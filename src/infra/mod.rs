//! Infrastructure adapters: the locked ledger, stores, rendering, and mail transports.

pub mod ledger;
pub mod render;
pub mod store;
pub mod transport;

pub use ledger::{FileLock, LedgerRecord, LockOptions, LockedLedger};
pub use render::{SafeContext, TemplateRenderer};
pub use store::{
    InMemoryRecordStore, InMemoryTemplateStore, JsonRecordStore, JsonTemplateStore, RecordFilter,
    RecordStore, TemplateStore,
};
pub use transport::{MailTransport, MemoryTransport, OutgoingEmail, SendReceipt};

◆ ◆ ◆ ◆ ◆ ◆ ◆

### [Exercise details]
Print out the records exactly as they were entered.

### [Reply]
filename src/infra/mod.rs
//! Infrastructure adapters: the locked ledger, stores, rendering, and mail transports.

pub mod ledger;
pub mod render;
pub mod store;
pub mod transport;

pub use ledger::{FileLock, LedgerRecord, LockOptions, LockedLedger};
pub use render::{SafeContext, TemplateRenderer};
pub use store::{
    InMemoryRecordStore, InMemoryTemplateStore, JsonRecordStore, JsonTemplateStore, RecordFilter,
    RecordStore, TemplateStore,
};
pub use transport::{MailTransport, MemoryTransport, OutgoingEmail, SendReceipt};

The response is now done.